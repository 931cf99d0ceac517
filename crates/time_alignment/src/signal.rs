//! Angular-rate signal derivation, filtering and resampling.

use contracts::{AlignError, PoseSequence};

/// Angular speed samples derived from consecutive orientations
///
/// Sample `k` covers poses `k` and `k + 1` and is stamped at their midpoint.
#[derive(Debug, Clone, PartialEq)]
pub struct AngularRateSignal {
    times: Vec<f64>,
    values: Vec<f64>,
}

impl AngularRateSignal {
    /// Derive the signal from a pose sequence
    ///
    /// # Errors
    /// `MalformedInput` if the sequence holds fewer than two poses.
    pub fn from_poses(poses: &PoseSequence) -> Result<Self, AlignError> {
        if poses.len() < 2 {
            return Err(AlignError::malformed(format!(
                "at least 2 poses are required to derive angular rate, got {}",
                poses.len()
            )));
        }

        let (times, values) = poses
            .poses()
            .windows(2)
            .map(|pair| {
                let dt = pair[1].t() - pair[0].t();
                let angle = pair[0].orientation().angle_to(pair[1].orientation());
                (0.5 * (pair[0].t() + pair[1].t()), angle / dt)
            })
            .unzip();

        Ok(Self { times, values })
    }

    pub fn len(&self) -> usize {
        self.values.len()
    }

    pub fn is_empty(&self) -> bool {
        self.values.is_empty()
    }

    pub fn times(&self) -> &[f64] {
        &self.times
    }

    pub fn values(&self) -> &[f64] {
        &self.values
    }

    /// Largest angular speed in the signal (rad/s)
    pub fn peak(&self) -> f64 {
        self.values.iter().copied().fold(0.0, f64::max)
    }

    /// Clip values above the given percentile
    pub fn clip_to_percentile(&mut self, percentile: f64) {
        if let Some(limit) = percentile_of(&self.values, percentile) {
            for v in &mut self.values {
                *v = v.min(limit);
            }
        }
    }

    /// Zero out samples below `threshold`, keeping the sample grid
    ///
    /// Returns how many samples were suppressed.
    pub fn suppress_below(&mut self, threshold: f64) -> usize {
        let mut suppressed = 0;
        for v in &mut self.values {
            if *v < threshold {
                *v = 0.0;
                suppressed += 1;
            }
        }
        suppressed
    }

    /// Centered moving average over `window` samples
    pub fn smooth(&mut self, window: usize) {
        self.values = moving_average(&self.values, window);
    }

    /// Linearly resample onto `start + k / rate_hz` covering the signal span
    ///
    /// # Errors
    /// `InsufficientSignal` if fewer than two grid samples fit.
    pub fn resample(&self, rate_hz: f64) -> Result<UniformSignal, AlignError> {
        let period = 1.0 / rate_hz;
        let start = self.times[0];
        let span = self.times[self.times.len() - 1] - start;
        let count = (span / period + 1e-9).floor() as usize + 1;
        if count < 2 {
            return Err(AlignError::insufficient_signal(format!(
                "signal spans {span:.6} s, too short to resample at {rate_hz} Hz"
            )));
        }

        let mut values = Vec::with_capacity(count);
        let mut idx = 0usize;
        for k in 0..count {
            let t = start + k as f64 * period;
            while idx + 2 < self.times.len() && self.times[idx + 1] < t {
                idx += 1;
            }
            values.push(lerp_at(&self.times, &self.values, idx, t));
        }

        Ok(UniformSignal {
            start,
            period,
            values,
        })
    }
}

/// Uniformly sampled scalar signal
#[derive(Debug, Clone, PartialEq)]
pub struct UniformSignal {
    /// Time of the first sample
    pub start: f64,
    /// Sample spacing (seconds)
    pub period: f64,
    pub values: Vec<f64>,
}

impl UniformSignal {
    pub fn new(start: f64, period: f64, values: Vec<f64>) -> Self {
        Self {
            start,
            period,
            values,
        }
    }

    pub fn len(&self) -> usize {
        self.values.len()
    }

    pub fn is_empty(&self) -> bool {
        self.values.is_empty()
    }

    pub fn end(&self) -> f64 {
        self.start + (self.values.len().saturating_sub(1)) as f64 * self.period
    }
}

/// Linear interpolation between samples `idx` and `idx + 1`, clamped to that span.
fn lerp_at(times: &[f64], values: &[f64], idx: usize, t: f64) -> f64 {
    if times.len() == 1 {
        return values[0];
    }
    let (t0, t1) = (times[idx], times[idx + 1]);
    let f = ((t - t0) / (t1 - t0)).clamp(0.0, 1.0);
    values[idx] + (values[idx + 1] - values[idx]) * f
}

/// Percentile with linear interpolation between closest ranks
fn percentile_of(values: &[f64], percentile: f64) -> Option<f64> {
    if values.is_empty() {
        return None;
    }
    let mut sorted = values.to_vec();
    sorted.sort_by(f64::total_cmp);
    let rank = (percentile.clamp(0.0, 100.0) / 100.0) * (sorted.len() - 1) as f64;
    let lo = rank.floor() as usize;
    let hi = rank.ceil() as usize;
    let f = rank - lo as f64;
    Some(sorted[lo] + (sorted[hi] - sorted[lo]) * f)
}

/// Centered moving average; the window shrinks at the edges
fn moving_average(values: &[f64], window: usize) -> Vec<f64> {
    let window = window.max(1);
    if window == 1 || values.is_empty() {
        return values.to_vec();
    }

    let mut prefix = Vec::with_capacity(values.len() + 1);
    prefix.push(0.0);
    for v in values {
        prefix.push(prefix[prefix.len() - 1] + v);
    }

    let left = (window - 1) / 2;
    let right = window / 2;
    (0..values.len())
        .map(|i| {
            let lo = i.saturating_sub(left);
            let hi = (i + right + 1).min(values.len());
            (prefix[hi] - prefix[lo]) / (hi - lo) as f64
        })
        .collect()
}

------------------------------

* Task item *
Lines above with "PoseSequence" in them are the ones to copy.

* Answer to this problem *
use contracts::{AlignError, PoseSequence};
    pub fn from_poses(poses: &PoseSequence) -> Result<Self, AlignError> {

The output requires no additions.